== Records to use

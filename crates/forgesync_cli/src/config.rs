//! Configuration file support for forgesync.
//!
//! Configuration is loaded with the following precedence (highest to lowest):
//! 1. CLI flags
//! 2. Environment variables (prefixed with `FORGESYNC_`, nested keys joined
//!    with `__`, e.g. `FORGESYNC_TOKENS__TARGET`)
//! 3. Config file (./forgesync.toml, then ~/.config/forgesync/config.toml)
//! 4. Built-in defaults
//!
//! Tokens additionally fall back to the plain `SOURCE_TOKEN`, `TARGET_TOKEN`
//! and `MIRROR_TOKEN` environment variables.
//!
//! Example config file:
//! ```toml
//! source = "https://git.example.com"
//! target = "github"
//! description_template = "{description} (Mirror of {url})"
//! remirror = "never"
//! mirror_interval = "8h0m0s"
//! immediate = true
//! sync_on_push = false
//! include = ["app-.*"]
//! exclude = ["app-secret"]
//! features = ["issues", "wiki"]
//! rate_limit = true
//!
//! [tokens]
//! source = "..."  # or SOURCE_TOKEN
//! target = "..."  # or TARGET_TOKEN
//! mirror = "..."  # or MIRROR_TOKEN
//! ```

use std::path::PathBuf;

use config::{Config as ConfigBuilder, Environment, File, FileFormat};
use directories::ProjectDirs;
use serde::Deserialize;
use thiserror::Error;

/// Top-level configuration.
#[derive(Debug, Deserialize)]
#[serde(default)]
pub struct Config {
    /// Source Forgejo instance URL.
    pub source: Option<String>,
    /// Destination, `platform[=instance]`.
    pub target: Option<String>,
    pub description_template: Option<String>,
    /// Remirror rule: never, always, purge or a time rule.
    pub remirror: Option<String>,
    pub mirror_interval: Option<String>,
    /// Trigger a mirror sync right after creating a mirror.
    pub immediate: Option<bool>,
    pub sync_on_push: Option<bool>,
    /// Repository name patterns to include.
    pub include: Vec<String>,
    /// Repository name patterns to exclude.
    pub exclude: Vec<String>,
    /// Repository features to enable on the destination.
    pub features: Vec<String>,
    /// Whether to pace API requests proactively.
    pub rate_limit: bool,
    pub tokens: TokensConfig,
}

impl Default for Config {
    fn default() -> Self {
        Self {
            source: None,
            target: None,
            description_template: None,
            remirror: None,
            mirror_interval: None,
            immediate: None,
            sync_on_push: None,
            include: Vec::new(),
            exclude: Vec::new(),
            features: Vec::new(),
            rate_limit: true,
            tokens: TokensConfig::default(),
        }
    }
}

/// API and mirror credentials.
#[derive(Debug, Default, Deserialize)]
#[serde(default)]
pub struct TokensConfig {
    /// Token for the source Forgejo API.
    pub source: Option<String>,
    /// Token for the destination API.
    pub target: Option<String>,
    /// Password the source forge pushes to the destination with.
    pub mirror: Option<String>,
}

/// Resolved credentials, all present.
#[derive(Debug, Clone, PartialEq, Eq)]
pub struct Tokens {
    pub source: String,
    pub target: String,
    pub mirror: String,
}

/// A required token is set nowhere.
#[derive(Debug, Error, PartialEq, Eq)]
#[error("Missing token: set {env} or tokens.{key} in the config file")]
pub struct MissingToken {
    pub key: &'static str,
    pub env: &'static str,
}

impl Config {
    /// Load configuration using the config crate's layered approach.
    ///
    /// Sources are loaded in order (later sources override earlier):
    /// 1. Built-in defaults
    /// 2. XDG config file (~/.config/forgesync/config.toml)
    /// 3. Local config file (./forgesync.toml)
    /// 4. Environment variables with FORGESYNC_ prefix
    pub fn load() -> Self {
        let mut builder = ConfigBuilder::builder();

        if let Some(path) = Self::default_config_path()
            && path.exists()
        {
            tracing::debug!("Loading config from {:?}", path);
            builder = builder.add_source(File::from(path).format(FileFormat::Toml).required(false));
        }

        let local_config = PathBuf::from("forgesync.toml");
        if local_config.exists() {
            tracing::debug!("Loading config from ./forgesync.toml");
            builder = builder.add_source(
                File::from(local_config)
                    .format(FileFormat::Toml)
                    .required(false),
            );
        }

        // e.g. FORGESYNC_MIRROR_INTERVAL -> mirror_interval,
        // FORGESYNC_TOKENS__TARGET -> tokens.target
        builder = builder.add_source(
            Environment::with_prefix("FORGESYNC")
                .prefix_separator("_")
                .separator("__")
                .try_parsing(true)
                .list_separator(",")
                .with_list_parse_key("include")
                .with_list_parse_key("exclude")
                .with_list_parse_key("features"),
        );

        match builder.build() {
            Ok(settings) => match settings.try_deserialize::<Config>() {
                Ok(config) => config,
                Err(e) => {
                    tracing::warn!("Failed to deserialize config: {}", e);
                    Config::default()
                }
            },
            Err(e) => {
                tracing::warn!("Failed to build config: {}", e);
                Config::default()
            }
        }
    }

    /// Get the default config file path.
    pub fn default_config_path() -> Option<PathBuf> {
        ProjectDirs::from("", "", "forgesync").map(|dirs| dirs.config_dir().join("config.toml"))
    }

    /// Resolve all tokens from the process environment.
    pub fn tokens(&self) -> Result<Tokens, MissingToken> {
        self.tokens_with(|name| std::env::var(name).ok())
    }

    /// Resolve all tokens, falling back to `env` for unset ones.
    pub fn tokens_with<F>(&self, env: F) -> Result<Tokens, MissingToken>
    where
        F: Fn(&str) -> Option<String>,
    {
        let resolve = |configured: &Option<String>, key: &'static str, var: &'static str| {
            configured
                .clone()
                .or_else(|| env(var))
                .filter(|token| !token.is_empty())
                .ok_or(MissingToken { key, env: var })
        };

        Ok(Tokens {
            source: resolve(&self.tokens.source, "source", "SOURCE_TOKEN")?,
            target: resolve(&self.tokens.target, "target", "TARGET_TOKEN")?,
            mirror: resolve(&self.tokens.mirror, "mirror", "MIRROR_TOKEN")?,
        })
    }
}

#[cfg(test)]
mod tests {
    use std::collections::HashMap;

    use super::*;

    fn from_toml(content: &str) -> Config {
        ConfigBuilder::builder()
            .add_source(config::File::from_str(content, FileFormat::Toml))
            .build()
            .unwrap()
            .try_deserialize()
            .unwrap()
    }

    #[test]
    fn test_default_config() {
        let config = Config::default();
        assert!(config.source.is_none());
        assert!(config.target.is_none());
        assert!(config.remirror.is_none());
        assert!(config.include.is_empty());
        assert!(config.rate_limit);
        assert!(config.tokens.mirror.is_none());
    }

    #[test]
    fn test_config_builder_with_defaults() {
        let settings = ConfigBuilder::builder().build().unwrap();
        let config: Config = settings.try_deserialize().unwrap_or_default();
        assert!(config.rate_limit);
        assert!(config.features.is_empty());
    }

    #[test]
    fn test_full_config_parsing() {
        let config = from_toml(
            r#"
            source = "https://git.example.com"
            target = "forgejo=https://backup.example.com"
            description_template = "{description}"
            remirror = "* * * * * 00"
            mirror_interval = "1h0m0s"
            immediate = false
            sync_on_push = true
            include = ["app-.*"]
            exclude = ["app-secret"]
            features = ["issues", "wiki"]
            rate_limit = false

            [tokens]
            source = "src"
            target = "dst"
            mirror = "mir"
            "#,
        );

        assert_eq!(config.source.as_deref(), Some("https://git.example.com"));
        assert_eq!(
            config.target.as_deref(),
            Some("forgejo=https://backup.example.com")
        );
        assert_eq!(config.remirror.as_deref(), Some("* * * * * 00"));
        assert_eq!(config.mirror_interval.as_deref(), Some("1h0m0s"));
        assert_eq!(config.immediate, Some(false));
        assert_eq!(config.sync_on_push, Some(true));
        assert_eq!(config.include, vec!["app-.*"]);
        assert_eq!(config.exclude, vec!["app-secret"]);
        assert_eq!(config.features, vec!["issues", "wiki"]);
        assert!(!config.rate_limit);
        assert_eq!(config.tokens.target.as_deref(), Some("dst"));
    }

    #[test]
    fn test_partial_config_keeps_defaults() {
        let config = from_toml(r#"target = "codeberg""#);
        assert_eq!(config.target.as_deref(), Some("codeberg"));
        assert!(config.rate_limit);
        assert!(config.tokens.source.is_none());
    }

    #[test]
    fn test_tokens_fall_back_to_environment() {
        let config = from_toml(
            r#"
            [tokens]
            target = "from-file"
            "#,
        );
        let env: HashMap<&str, &str> = [
            ("SOURCE_TOKEN", "from-env"),
            ("TARGET_TOKEN", "ignored"),
            ("MIRROR_TOKEN", "mirror-env"),
        ]
        .into_iter()
        .collect();

        let tokens = config
            .tokens_with(|name| env.get(name).map(|v| v.to_string()))
            .unwrap();

        assert_eq!(
            tokens,
            Tokens {
                source: "from-env".to_string(),
                target: "from-file".to_string(),
                mirror: "mirror-env".to_string(),
            }
        );
    }

    #[test]
    fn test_missing_token_names_the_variable() {
        let config = Config::default();
        let err = config
            .tokens_with(|name| (name != "MIRROR_TOKEN").then(|| "x".to_string()))
            .unwrap_err();

        assert_eq!(err.env, "MIRROR_TOKEN");
        assert!(err.to_string().contains("tokens.mirror"));
    }

    #[test]
    fn test_empty_token_counts_as_missing() {
        let config = Config::default();
        let err = config.tokens_with(|_| Some(String::new())).unwrap_err();
        assert_eq!(err.env, "SOURCE_TOKEN");
    }

    #[test]
    fn test_default_config_path_is_named_after_the_binary() {
        if let Some(path) = Config::default_config_path() {
            assert!(path.ends_with("config.toml"));
            assert!(path.to_string_lossy().contains("forgesync"));
        }
    }
}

====

_Exercise requirements_
Only lines holding the string "then" are wanted; gather each one from the entries above.

_Answer for the task_
//! 3. Config file (./forgesync.toml, then ~/.config/forgesync/config.toml)
            .tokens_with(|name| (name != "MIRROR_TOKEN").then(|| "x".to_string()))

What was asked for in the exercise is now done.